[Dataset excerpts]
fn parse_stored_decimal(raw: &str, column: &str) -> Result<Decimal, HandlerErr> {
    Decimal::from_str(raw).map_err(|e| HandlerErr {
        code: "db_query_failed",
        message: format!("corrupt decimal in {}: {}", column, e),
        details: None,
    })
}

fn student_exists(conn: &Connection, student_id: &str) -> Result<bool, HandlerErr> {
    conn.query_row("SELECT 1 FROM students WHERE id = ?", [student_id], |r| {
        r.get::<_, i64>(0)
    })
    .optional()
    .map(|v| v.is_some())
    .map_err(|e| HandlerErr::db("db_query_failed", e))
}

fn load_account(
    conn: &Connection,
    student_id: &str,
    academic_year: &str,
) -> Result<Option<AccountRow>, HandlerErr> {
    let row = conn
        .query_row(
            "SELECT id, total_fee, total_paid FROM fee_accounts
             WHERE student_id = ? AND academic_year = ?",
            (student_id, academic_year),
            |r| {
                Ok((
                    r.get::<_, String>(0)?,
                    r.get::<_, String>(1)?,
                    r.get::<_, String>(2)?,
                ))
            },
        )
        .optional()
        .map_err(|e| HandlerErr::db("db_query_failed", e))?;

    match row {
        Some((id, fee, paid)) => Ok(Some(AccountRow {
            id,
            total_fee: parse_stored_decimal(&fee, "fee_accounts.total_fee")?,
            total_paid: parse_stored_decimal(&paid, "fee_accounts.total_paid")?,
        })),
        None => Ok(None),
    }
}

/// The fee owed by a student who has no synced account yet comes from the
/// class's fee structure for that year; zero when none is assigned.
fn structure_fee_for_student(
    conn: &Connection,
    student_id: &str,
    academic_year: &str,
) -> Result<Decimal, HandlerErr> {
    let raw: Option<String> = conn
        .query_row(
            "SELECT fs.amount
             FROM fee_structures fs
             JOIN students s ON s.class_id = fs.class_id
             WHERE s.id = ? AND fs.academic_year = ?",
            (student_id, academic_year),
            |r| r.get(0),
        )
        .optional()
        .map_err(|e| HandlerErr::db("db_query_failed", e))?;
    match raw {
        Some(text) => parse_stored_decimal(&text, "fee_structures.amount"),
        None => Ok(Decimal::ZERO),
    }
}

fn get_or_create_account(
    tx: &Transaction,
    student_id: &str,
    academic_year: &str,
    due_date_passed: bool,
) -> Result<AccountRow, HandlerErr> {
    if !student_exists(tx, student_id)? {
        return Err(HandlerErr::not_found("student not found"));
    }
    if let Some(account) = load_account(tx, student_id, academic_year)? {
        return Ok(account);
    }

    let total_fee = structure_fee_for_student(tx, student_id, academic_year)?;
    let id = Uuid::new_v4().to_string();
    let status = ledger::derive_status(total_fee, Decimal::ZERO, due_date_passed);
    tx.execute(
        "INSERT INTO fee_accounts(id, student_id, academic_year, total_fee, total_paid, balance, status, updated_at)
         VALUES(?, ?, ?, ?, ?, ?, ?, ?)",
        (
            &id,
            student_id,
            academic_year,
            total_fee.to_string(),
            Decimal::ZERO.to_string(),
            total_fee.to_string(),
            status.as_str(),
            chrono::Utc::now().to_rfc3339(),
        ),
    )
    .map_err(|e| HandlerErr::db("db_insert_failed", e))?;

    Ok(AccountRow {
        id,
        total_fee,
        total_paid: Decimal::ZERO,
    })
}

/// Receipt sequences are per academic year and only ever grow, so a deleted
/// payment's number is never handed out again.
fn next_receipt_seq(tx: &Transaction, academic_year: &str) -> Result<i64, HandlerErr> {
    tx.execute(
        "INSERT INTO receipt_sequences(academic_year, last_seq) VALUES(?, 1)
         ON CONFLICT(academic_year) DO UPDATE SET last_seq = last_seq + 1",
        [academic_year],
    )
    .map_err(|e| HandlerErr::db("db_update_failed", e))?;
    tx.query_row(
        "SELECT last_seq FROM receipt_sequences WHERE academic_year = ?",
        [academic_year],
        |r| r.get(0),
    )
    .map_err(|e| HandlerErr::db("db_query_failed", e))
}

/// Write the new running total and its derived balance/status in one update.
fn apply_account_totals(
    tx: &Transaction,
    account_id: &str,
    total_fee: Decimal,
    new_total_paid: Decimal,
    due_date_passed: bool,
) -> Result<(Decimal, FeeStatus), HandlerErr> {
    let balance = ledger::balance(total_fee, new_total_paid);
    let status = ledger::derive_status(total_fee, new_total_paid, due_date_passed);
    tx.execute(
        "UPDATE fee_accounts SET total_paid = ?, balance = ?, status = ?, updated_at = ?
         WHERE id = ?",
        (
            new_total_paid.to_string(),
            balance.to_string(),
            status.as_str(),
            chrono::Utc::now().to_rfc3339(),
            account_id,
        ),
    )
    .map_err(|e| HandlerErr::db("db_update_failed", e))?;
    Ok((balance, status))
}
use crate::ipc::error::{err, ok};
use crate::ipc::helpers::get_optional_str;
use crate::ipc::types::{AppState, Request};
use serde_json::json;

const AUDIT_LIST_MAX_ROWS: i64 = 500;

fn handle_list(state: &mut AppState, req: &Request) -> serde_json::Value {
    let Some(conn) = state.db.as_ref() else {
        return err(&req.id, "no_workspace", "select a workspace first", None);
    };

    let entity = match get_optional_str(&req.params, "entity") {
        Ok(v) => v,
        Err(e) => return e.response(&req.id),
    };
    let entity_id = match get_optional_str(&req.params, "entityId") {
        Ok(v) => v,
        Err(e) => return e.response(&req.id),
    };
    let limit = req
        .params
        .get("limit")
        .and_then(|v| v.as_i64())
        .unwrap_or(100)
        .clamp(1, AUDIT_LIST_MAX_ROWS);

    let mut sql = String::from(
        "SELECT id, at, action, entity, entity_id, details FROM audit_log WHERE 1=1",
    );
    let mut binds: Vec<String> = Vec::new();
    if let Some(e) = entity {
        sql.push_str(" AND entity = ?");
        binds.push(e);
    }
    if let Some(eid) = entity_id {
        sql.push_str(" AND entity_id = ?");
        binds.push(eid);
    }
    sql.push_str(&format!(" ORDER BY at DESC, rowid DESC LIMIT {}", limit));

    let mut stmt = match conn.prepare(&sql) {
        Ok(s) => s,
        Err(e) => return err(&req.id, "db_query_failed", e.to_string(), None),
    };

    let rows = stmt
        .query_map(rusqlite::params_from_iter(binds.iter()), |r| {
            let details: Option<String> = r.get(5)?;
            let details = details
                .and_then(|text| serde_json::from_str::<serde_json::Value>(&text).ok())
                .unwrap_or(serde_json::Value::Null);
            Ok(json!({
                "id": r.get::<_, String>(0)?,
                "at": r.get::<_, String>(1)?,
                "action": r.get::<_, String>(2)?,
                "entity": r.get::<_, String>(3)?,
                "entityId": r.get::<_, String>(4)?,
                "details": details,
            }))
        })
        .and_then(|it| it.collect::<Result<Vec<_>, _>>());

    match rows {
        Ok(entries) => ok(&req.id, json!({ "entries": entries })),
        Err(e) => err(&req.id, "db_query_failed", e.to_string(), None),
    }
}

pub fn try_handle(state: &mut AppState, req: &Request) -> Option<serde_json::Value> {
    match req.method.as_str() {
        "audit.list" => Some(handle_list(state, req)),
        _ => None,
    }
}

**Task**
Using the entries, return every line where the word "format" can be found.

**Completed task**
        message: format!("corrupt decimal in {}: {}", column, e),
    sql.push_str(&format!(" ORDER BY at DESC, rowid DESC LIMIT {}", limit));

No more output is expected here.